To a person, the film’s talking heads all display eye-socket logs of theological compromise in service of politics. In this series of articles, you will see the “experts” of “God And Country” are either firmly outside Christianity in theology and practice or deeply compromised on basic Christian ethics.
Today, we will examine perhaps the most obscure figure seen in the G+C trailer: Sister Simone Campbell, a longtime political lobbyist who is largely unknown in the Protestant evangelical world. “Is Christian nationalism Christian?” she is heard in the preview clip. “Um, no, it isn’t,” she replies, wincing with concern.
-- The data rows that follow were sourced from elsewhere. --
//! Routing-slip message model and state machine
//!
//! A [`Message`] carries its own itinerary: an ordered slip of [`Step`]s with
//! a current position, a globally unique trace id, free-form metadata, and a
//! set of named documents. [`Message::advance`] and [`Message::retry`] are
//! the only state transitions; both return a fresh value with a deep-copied
//! slip so no routing state is ever shared between processing attempts.

use crate::payload::document::Documents;
use serde::{Deserialize, Serialize};
use serde_json::Value;
use std::collections::HashMap;
use thiserror::Error;
use tracing::{debug, info, warn};
use uuid::Uuid;

/// Key-value arguments specific to a single step.
pub type Arguments = HashMap<String, Value>;

/// Key-value pairs describing the message as a whole.
pub type MetaData = HashMap<String, Value>;

/// Errors produced by the message state machine.
#[derive(Debug, Error)]
pub enum MessageError {
    #[error("invalid routing position {position} of {len}")]
    InvalidPosition { position: i32, len: usize },
    #[error("malformed message body")]
    Malformed(#[source] serde_json::Error),
}

/// Retry and rewind policy local to one step.
///
/// `attempt` counts how often this step has been retried so far; it is only
/// ever bumped on the slip copy carried by a successor message.
#[derive(Debug, Clone, Default, PartialEq, Eq, Serialize, Deserialize)]
pub struct ErrorHandling {
    #[serde(default)]
    pub max_retries: i32,
    #[serde(default, skip_serializing_if = "is_zero")]
    pub attempt: i32,
    #[serde(default, skip_serializing_if = "is_zero")]
    pub rewind: i32,
}

impl ErrorHandling {
    fn is_default(&self) -> bool {
        self.max_retries == 0 && self.attempt == 0 && self.rewind == 0
    }
}

/// A single hop in a routing slip: destination queue, step arguments, and
/// this step's own error-handling policy.
#[derive(Debug, Clone, Default, PartialEq, Serialize, Deserialize)]
pub struct Step {
    pub queue: String,
    #[serde(default, skip_serializing_if = "Arguments::is_empty")]
    pub arguments: Arguments,
    #[serde(
        rename = "on_error",
        default,
        skip_serializing_if = "ErrorHandling::is_default"
    )]
    pub error_handling: ErrorHandling,
}

/// The itinerary: route name, ordered slip of steps, and current position.
#[derive(Debug, Clone, Default, PartialEq, Serialize, Deserialize)]
pub struct Routing {
    pub name: String,
    #[serde(default, skip_serializing_if = "is_zero")]
    pub position: i32,
    pub slip: Vec<Step>,
}

/// A self-describing pipeline message.
#[derive(Debug, Clone, PartialEq, Serialize, Deserialize)]
pub struct Message {
    pub routing: Routing,
    pub trace_id: String,
    #[serde(default, skip_serializing_if = "MetaData::is_empty")]
    pub metadata: MetaData,
    #[serde(default, skip_serializing_if = "Documents::is_empty")]
    pub documents: Documents,
}

fn is_zero(value: &i32) -> bool {
    *value == 0
}

impl Message {
    /// Create a message with a fresh trace id for the given route.
    pub fn new(routing: Routing, metadata: MetaData, documents: Documents) -> Self {
        Self {
            routing,
            trace_id: Uuid::new_v4().to_string(),
            metadata,
            documents,
        }
    }

    /// Create a message with a fresh trace id and a single-step slip
    /// targeting the named queue.
    pub fn direct(queue: impl Into<String>, metadata: MetaData, documents: Documents) -> Self {
        let queue = queue.into();
        Self::new(
            Routing {
                name: queue.clone(),
                position: 0,
                slip: vec![Step {
                    queue,
                    ..Step::default()
                }],
            },
            metadata,
            documents,
        )
    }

    /// Decode a message from its JSON wire form.
    pub fn from_bytes(body: &[u8]) -> Result<Self, MessageError> {
        serde_json::from_slice(body).map_err(MessageError::Malformed)
    }

    /// The step at the current routing position.
    pub fn current_step(&self) -> Result<&Step, MessageError> {
        let len = self.routing.slip.len();
        if self.routing.position < 0 || self.routing.position as usize >= len {
            return Err(MessageError::InvalidPosition {
                position: self.routing.position,
                len,
            });
        }
        Ok(&self.routing.slip[self.routing.position as usize])
    }

    /// Successor message after a successful step execution.
    ///
    /// Returns `Ok(None)` when the slip is exhausted: the route finished and
    /// there is nothing left to send. Optional document and metadata updates
    /// are shallow-merged over the current maps, update keys winning.
    pub fn advance(
        &self,
        documents: Option<Documents>,
        metadata: Option<MetaData>,
    ) -> Result<Option<Message>, MessageError> {
        let len = self.routing.slip.len();
        if self.routing.position < 0 {
            return Err(MessageError::InvalidPosition {
                position: self.routing.position,
                len,
            });
        }

        let next = self.routing.position + 1;
        if next as usize >= len {
            info!(trace_id = %self.trace_id, steps = len, "route finished");
            return Ok(None);
        }

        debug!(trace_id = %self.trace_id, step = next + 1, of = len, "advancing route");

        Ok(Some(Message {
            routing: Routing {
                name: self.routing.name.clone(),
                position: next,
                slip: self.routing.slip.clone(),
            },
            trace_id: self.trace_id.clone(),
            metadata: self.merged_metadata(metadata),
            documents: self.merged_documents(documents),
        }))
    }

    /// Successor message after a failed step execution, governed by the
    /// current step's [`ErrorHandling`] policy.
    ///
    /// Returns `Ok(None)` when retries are exhausted or the policy is
    /// unusable (negative rewind, rewind past the start of the slip); these
    /// are deliberate drops, not errors. The successor carries the attempt
    /// counter bump on its own slip copy; metadata and documents travel
    /// unchanged.
    pub fn retry(&self) -> Result<Option<Message>, MessageError> {
        let step = self.current_step()?;
        let policy = &step.error_handling;

        if policy.attempt >= policy.max_retries {
            info!(
                trace_id = %self.trace_id,
                attempt = policy.attempt + 1,
                max_retries = policy.max_retries,
                "retries exhausted, dropping message"
            );
            return Ok(None);
        }

        if policy.rewind < 0 {
            warn!(
                trace_id = %self.trace_id,
                rewind = policy.rewind,
                "negative rewind in retry policy, dropping message"
            );
            return Ok(None);
        }

        let target = self.routing.position - policy.rewind;
        if target < 0 {
            warn!(
                trace_id = %self.trace_id,
                position = self.routing.position,
                rewind = policy.rewind,
                "rewind crosses the start of the slip, dropping message"
            );
            return Ok(None);
        }

        debug!(
            trace_id = %self.trace_id,
            step = target + 1,
            of = self.routing.slip.len(),
            "retrying route"
        );

        let mut slip = self.routing.slip.clone();
        slip[self.routing.position as usize].error_handling.attempt += 1;

        Ok(Some(Message {
            routing: Routing {
                name: self.routing.name.clone(),
                position: target,
                slip,
            },
            trace_id: self.trace_id.clone(),
            metadata: self.metadata.clone(),
            documents: self.documents.clone(),
        }))
    }

    fn merged_metadata(&self, update: Option<MetaData>) -> MetaData {
        match update {
            None => self.metadata.clone(),
            Some(update) => {
                let mut merged = self.metadata.clone();
                merged.extend(update);
                merged
            }
        }
    }

    fn merged_documents(&self, update: Option<Documents>) -> Documents {
        match update {
            None => self.documents.clone(),
            Some(update) => {
                let mut merged = self.documents.clone();
                merged.extend(update);
                merged
            }
        }
    }
}
//! Broker port for routing-slip transport
//!
//! The orchestration layer depends on this interface only: a broker connects
//! into a stream of [`Delivery`] items, publishes messages to the queue named
//! by their current step, and tears down idempotently. The production MQTT
//! adapter lives in [`mqtt`]; a pure in-memory implementation for tests lives
//! in [`crate::testing::mocks`].

use crate::payload::Message;
use async_trait::async_trait;
use bytes::Bytes;
use std::fmt;
use thiserror::Error;
use tokio::sync::mpsc;

pub mod mqtt;

pub use mqtt::MqttBroker;

/// Broker transport errors.
#[derive(Debug, Error)]
pub enum BrokerError {
    #[error("connection failed")]
    ConnectionFailed(#[source] Box<dyn std::error::Error + Send + Sync>),
    #[error("publish failed")]
    PublishFailed(#[source] Box<dyn std::error::Error + Send + Sync>),
    #[error("acknowledgement failed")]
    AckFailed(#[source] Box<dyn std::error::Error + Send + Sync>),
    #[error("invalid broker URL: {0}")]
    InvalidUrl(String),
    #[error("serialization error")]
    Serialization(#[source] serde_json::Error),
    #[error("not connected")]
    NotConnected,
    #[error("message has no deliverable step: {0}")]
    InvalidDestination(String),
}

/// Transport abstraction over a message broker.
///
/// Implementations must be safe for concurrent use by multiple workers; the
/// receivers are `&self` so one broker handle can be shared across a pool.
#[async_trait]
pub trait Broker: Send + Sync {
    /// Establish connectivity and begin dispatching deliveries.
    ///
    /// `prefetch` bounds how many unacknowledged deliveries the broker hands
    /// out at once. Producer-only connections (no queue bound) succeed but
    /// yield no delivery stream.
    async fn connect(&self, prefetch: usize)
        -> Result<Option<mpsc::Receiver<Delivery>>, BrokerError>;

    /// Publish a message to the queue named by its current step.
    async fn send_message(&self, message: &Message) -> Result<(), BrokerError>;

    /// Tear down all connection resources. Idempotent.
    async fn close(&self);
}

/// Settlement operations for one delivery, implemented per transport.
#[async_trait]
pub trait Acknowledger: Send {
    async fn ack(self: Box<Self>) -> Result<(), BrokerError>;
    async fn reject(self: Box<Self>, requeue: bool) -> Result<(), BrokerError>;
}

/// One unit handed to a worker by the broker.
///
/// Settling consumes the delivery, so a delivery is acknowledged or rejected
/// exactly once.
pub struct Delivery {
    pub body: Bytes,
    pub correlation_id: String,
    acker: Box<dyn Acknowledger>,
}

impl Delivery {
    pub fn new(
        body: impl Into<Bytes>,
        correlation_id: impl Into<String>,
        acker: Box<dyn Acknowledger>,
    ) -> Self {
        Self {
            body: body.into(),
            correlation_id: correlation_id.into(),
            acker,
        }
    }

    /// Permanently acknowledge the delivery.
    pub async fn ack(self) -> Result<(), BrokerError> {
        self.acker.ack().await
    }

    /// Reject the delivery, optionally asking the broker to redeliver it.
    pub async fn reject(self, requeue: bool) -> Result<(), BrokerError> {
        self.acker.reject(requeue).await
    }
}

impl fmt::Debug for Delivery {
    fn fmt(&self, f: &mut fmt::Formatter<'_>) -> fmt::Result {
        f.debug_struct("Delivery")
            .field("correlation_id", &self.correlation_id)
            .field("body_len", &self.body.len())
            .finish()
    }
}
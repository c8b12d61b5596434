//! Component orchestration
//!
//! A [`Component`] couples one broker handle, one [`Operator`], and a pool of
//! worker tasks. Consumer components run workers that process deliveries;
//! producer components carry no workers and only send messages.

use crate::broker::{Broker, BrokerError};
use crate::consumer::Worker;
use crate::error::{ComponentError, ComponentResult};
use crate::payload::{Arguments, Documents, Message, MetaData};
use async_trait::async_trait;
use std::sync::atomic::{AtomicUsize, Ordering};
use std::sync::Arc;
use tokio::sync::{watch, Mutex};
use tokio::task::JoinHandle;
use tracing::{error, info};

/// Error returned by an operator; never inspected by the engine, only logged.
pub type OperatorError = Box<dyn std::error::Error + Send + Sync>;

/// Updates an operator hands back after a successful step execution.
///
/// `None` fields leave the corresponding map on the successor untouched.
#[derive(Debug, Default)]
pub struct OperatorOutput {
    pub documents: Option<Documents>,
    pub metadata: Option<MetaData>,
}

impl OperatorOutput {
    /// Advance without touching documents or metadata.
    pub fn unchanged() -> Self {
        Self::default()
    }

    /// Advance with new or replacement documents.
    pub fn with_documents(documents: Documents) -> Self {
        Self {
            documents: Some(documents),
            ..Self::default()
        }
    }

    /// Advance with new or replacement metadata.
    pub fn with_metadata(metadata: MetaData) -> Self {
        Self {
            metadata: Some(metadata),
            ..Self::default()
        }
    }
}

/// User-supplied processing logic, invoked once per non-probe delivery.
///
/// A returned error drives the retry path; the engine never interprets its
/// content.
#[async_trait]
pub trait Operator: Send + Sync {
    async fn process(
        &self,
        trace_id: &str,
        metadata: &MetaData,
        arguments: &Arguments,
        documents: &Documents,
    ) -> Result<OperatorOutput, OperatorError>;
}

/// Broker-backed consumer or producer for routing-slip messages.
pub struct Component<B: Broker + 'static> {
    broker: Arc<B>,
    operator: Option<Arc<dyn Operator>>,
    workers: usize,
    prefetch: usize,
    shutdown: Option<watch::Sender<bool>>,
    handles: Vec<JoinHandle<()>>,
    active_workers: Arc<AtomicUsize>,
}

impl<B: Broker + 'static> Component<B> {
    /// Create a consumer component: `workers` loops around one operator.
    pub fn consumer(broker: B, workers: usize, operator: impl Operator + 'static) -> Self {
        Self {
            broker: Arc::new(broker),
            operator: Some(Arc::new(operator)),
            workers,
            prefetch: workers.max(1),
            shutdown: None,
            handles: Vec::new(),
            active_workers: Arc::new(AtomicUsize::new(0)),
        }
    }

    /// Create a producer component: no workers, send-only.
    pub fn producer(broker: B) -> Self {
        Self {
            broker: Arc::new(broker),
            operator: None,
            workers: 0,
            prefetch: 0,
            shutdown: None,
            handles: Vec::new(),
            active_workers: Arc::new(AtomicUsize::new(0)),
        }
    }

    /// Override the prefetch window (defaults to the worker count).
    pub fn with_prefetch(mut self, prefetch: usize) -> Self {
        self.prefetch = prefetch;
        self
    }

    /// The shared broker handle.
    pub fn broker(&self) -> &Arc<B> {
        &self.broker
    }

    /// Number of worker loops currently executing.
    pub fn active_workers(&self) -> usize {
        self.active_workers.load(Ordering::SeqCst)
    }

    /// Open the broker connection without launching workers. Producer use.
    pub async fn connect(&self) -> ComponentResult<()> {
        self.broker
            .connect(self.prefetch)
            .await
            .map_err(ComponentError::Connect)?;
        Ok(())
    }

    /// Validate preconditions, connect to the broker, and launch the worker
    /// pool. Fails before launching any worker if the connection cannot be
    /// established; a failed connection is closed before returning.
    pub async fn run(&mut self) -> ComponentResult<()> {
        let operator = self
            .operator
            .clone()
            .ok_or(ComponentError::MissingOperator)?;
        if self.workers < 1 {
            return Err(ComponentError::NoWorkers);
        }

        let stream = match self.broker.connect(self.prefetch).await {
            Ok(stream) => stream,
            Err(err) => {
                self.broker.close().await;
                return Err(ComponentError::Connect(err));
            }
        };
        let Some(deliveries) = stream else {
            self.broker.close().await;
            return Err(ComponentError::NoDeliveryStream);
        };

        info!(workers = self.workers, "broker connected, launching workers");

        let deliveries = Arc::new(Mutex::new(deliveries));
        let (shutdown_tx, shutdown_rx) = watch::channel(false);

        for id in 0..self.workers {
            let worker = Worker::new(
                id,
                self.broker.clone(),
                operator.clone(),
                self.active_workers.clone(),
            );
            self.handles
                .push(tokio::spawn(worker.run(deliveries.clone(), shutdown_rx.clone())));
        }

        self.shutdown = Some(shutdown_tx);
        Ok(())
    }

    /// Signal all workers to stop, wait for each to exit, then close the
    /// broker. A no-op when the component is not running, so it is safe to
    /// call repeatedly or before [`Component::run`].
    pub async fn shutdown(&mut self) {
        let Some(shutdown) = self.shutdown.take() else {
            return;
        };

        info!("shutting down component");
        let _ = shutdown.send(true);

        for handle in self.handles.drain(..) {
            if let Err(err) = handle.await {
                error!(error = %err, "worker task aborted");
            }
        }

        self.broker.close().await;
        info!("component stopped");
    }

    /// Close the broker connection. Producer counterpart to
    /// [`Component::shutdown`].
    pub async fn close(&self) {
        self.broker.close().await;
    }

    /// Publish a message to the queue named by its current step.
    pub async fn send_message(&self, message: &Message) -> Result<(), BrokerError> {
        self.broker.send_message(message).await
    }
}

#[cfg(test)]
mod tests {
    use super::*;

    #[test]
    fn operator_output_constructors() {
        let output = OperatorOutput::unchanged();
        assert!(output.documents.is_none());
        assert!(output.metadata.is_none());

        let output = OperatorOutput::with_documents(Documents::new());
        assert!(output.documents.is_some());
        assert!(output.metadata.is_none());

        let output = OperatorOutput::with_metadata(MetaData::new());
        assert!(output.documents.is_none());
        assert!(output.metadata.is_some());
    }
}
use crate::sink::SpecialKey;

#[derive(Debug, Clone, Copy, PartialEq, Eq)]
pub struct KeyStroke {
    pub keycode: u32,
    pub shift: bool,
}

// Linux evdev keycodes (see linux/input-event-codes.h)
pub const KEY_BACKSPACE: u32 = 14;
pub const KEY_ENTER: u32 = 28;
pub const KEY_LEFTCTRL: u32 = 29;
pub const KEY_LEFTSHIFT: u32 = 42;
pub const KEY_RIGHTSHIFT: u32 = 54;
pub const KEY_LEFTALT: u32 = 56;
pub const KEY_SPACE: u32 = 57;
pub const KEY_RIGHTCTRL: u32 = 97;
pub const KEY_RIGHTALT: u32 = 100;
pub const KEY_LEFT: u32 = 105;
pub const KEY_RIGHT: u32 = 106;

pub const MODIFIER_KEYCODES: [u32; 6] = [
    KEY_LEFTSHIFT,
    KEY_RIGHTSHIFT,
    KEY_LEFTCTRL,
    KEY_RIGHTCTRL,
    KEY_LEFTALT,
    KEY_RIGHTALT,
];

/// US QWERTY main block: (evdev keycode, unshifted, shifted).
pub const US_QWERTY: &[(u32, char, char)] = &[
    (2, '1', '!'),
    (3, '2', '@'),
    (4, '3', '#'),
    (5, '4', '$'),
    (6, '5', '%'),
    (7, '6', '^'),
    (8, '7', '&'),
    (9, '8', '*'),
    (10, '9', '('),
    (11, '0', ')'),
    (12, '-', '_'),
    (13, '=', '+'),
    (16, 'q', 'Q'),
    (17, 'w', 'W'),
    (18, 'e', 'E'),
    (19, 'r', 'R'),
    (20, 't', 'T'),
    (21, 'y', 'Y'),
    (22, 'u', 'U'),
    (23, 'i', 'I'),
    (24, 'o', 'O'),
    (25, 'p', 'P'),
    (26, '[', '{'),
    (27, ']', '}'),
    (30, 'a', 'A'),
    (31, 's', 'S'),
    (32, 'd', 'D'),
    (33, 'f', 'F'),
    (34, 'g', 'G'),
    (35, 'h', 'H'),
    (36, 'j', 'J'),
    (37, 'k', 'K'),
    (38, 'l', 'L'),
    (39, ';', ':'),
    (40, '\'', '"'),
    (41, '`', '~'),
    (43, '\\', '|'),
    (44, 'z', 'Z'),
    (45, 'x', 'X'),
    (46, 'c', 'C'),
    (47, 'v', 'V'),
    (48, 'b', 'B'),
    (49, 'n', 'N'),
    (50, 'm', 'M'),
    (51, ',', '<'),
    (52, '.', '>'),
    (53, '/', '?'),
];

/// The ASCII character actually typed to produce `c`.
///
/// Smart quotes are typed as their ASCII forms; editors with auto-substitution
/// turn them back.
pub fn typed_char_for(c: char) -> Option<char> {
    match c {
        '\n' | ' ' => Some(c),
        '\u{2018}' | '\u{2019}' => Some('\''),
        '\u{201C}' | '\u{201D}' => Some('"'),
        c if c.is_ascii_graphic() => Some(c),
        _ => None,
    }
}

pub fn keystroke_for_char(c: char) -> Option<KeyStroke> {
    let typed = typed_char_for(c)?;
    match typed {
        '\n' => Some(KeyStroke {
            keycode: KEY_ENTER,
            shift: false,
        }),
        ' ' => Some(KeyStroke {
            keycode: KEY_SPACE,
            shift: false,
        }),
        _ => US_QWERTY.iter().find_map(|&(keycode, plain, shifted)| {
            if typed == plain {
                Some(KeyStroke {
                    keycode,
                    shift: false,
                })
            } else if typed == shifted {
                Some(KeyStroke {
                    keycode,
                    shift: true,
                })
            } else {
                None
            }
        }),
    }
}

pub fn keycode_for_special(key: SpecialKey) -> u32 {
    match key {
        SpecialKey::Left => KEY_LEFT,
        SpecialKey::Right => KEY_RIGHT,
        SpecialKey::Backspace => KEY_BACKSPACE,
    }
}

pub fn find_first_unsupported_char(text: &str) -> Option<(usize, char)> {
    text.char_indices()
        .find(|&(_idx, c)| keystroke_for_char(c).is_none())
}

#[cfg(test)]
mod tests {
    use super::*;

    #[test]
    fn every_printable_ascii_char_has_a_keystroke() {
        for b in 0x20u8..=0x7e {
            let c = b as char;
            assert!(keystroke_for_char(c).is_some(), "no keystroke for {c:?}");
        }
        assert_eq!(keystroke_for_char('\n').unwrap().keycode, KEY_ENTER);
    }

    #[test]
    fn shifted_characters_share_the_base_keycode() {
        let a = keystroke_for_char('a').unwrap();
        let upper = keystroke_for_char('A').unwrap();
        assert_eq!(a.keycode, upper.keycode);
        assert!(!a.shift);
        assert!(upper.shift);

        let question = keystroke_for_char('?').unwrap();
        assert_eq!(question.keycode, keystroke_for_char('/').unwrap().keycode);
        assert!(question.shift);
    }

    #[test]
    fn smart_quotes_map_to_ascii_keys() {
        assert_eq!(keystroke_for_char('\u{2019}'), keystroke_for_char('\''));
        assert_eq!(keystroke_for_char('\u{201C}'), keystroke_for_char('"'));
    }

    #[test]
    fn reports_unsupported_characters() {
        assert_eq!(find_first_unsupported_char("ok\ttab"), Some((2, '\t')));
        assert_eq!(find_first_unsupported_char("naïve"), Some((2, 'ï')));
        assert_eq!(find_first_unsupported_char("plain text.\n"), None);
    }
}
Later in the trailer, Campbell declares, “Being a Christian is about the values of inclusion. Christian nationalism is certainly not based on the values of the gospel.” But what is her gospel? A review of Campbell’s writings and speeches will reveal a thoroughly 21st-century view of the gospel, mostly indistinguishable from Unitarian Universalism, where mysticism, unchecked empathy, and far-left politics all but erase the actual good news of Jesus Christ found in the scriptures.
Simone Campbell, Friend to the World
Sister Campbell recently stepped down from her leadership role at NETWORK Lobby for Catholic Social Justice. Among its backers were the pro-abortion, pro-queer Ford Foundation, to the tune of $350,000. Asked by Catholic News Agency (CNA) about those grants, Campbell shrugged it off as “small money” that hasn’t “changed our mission.”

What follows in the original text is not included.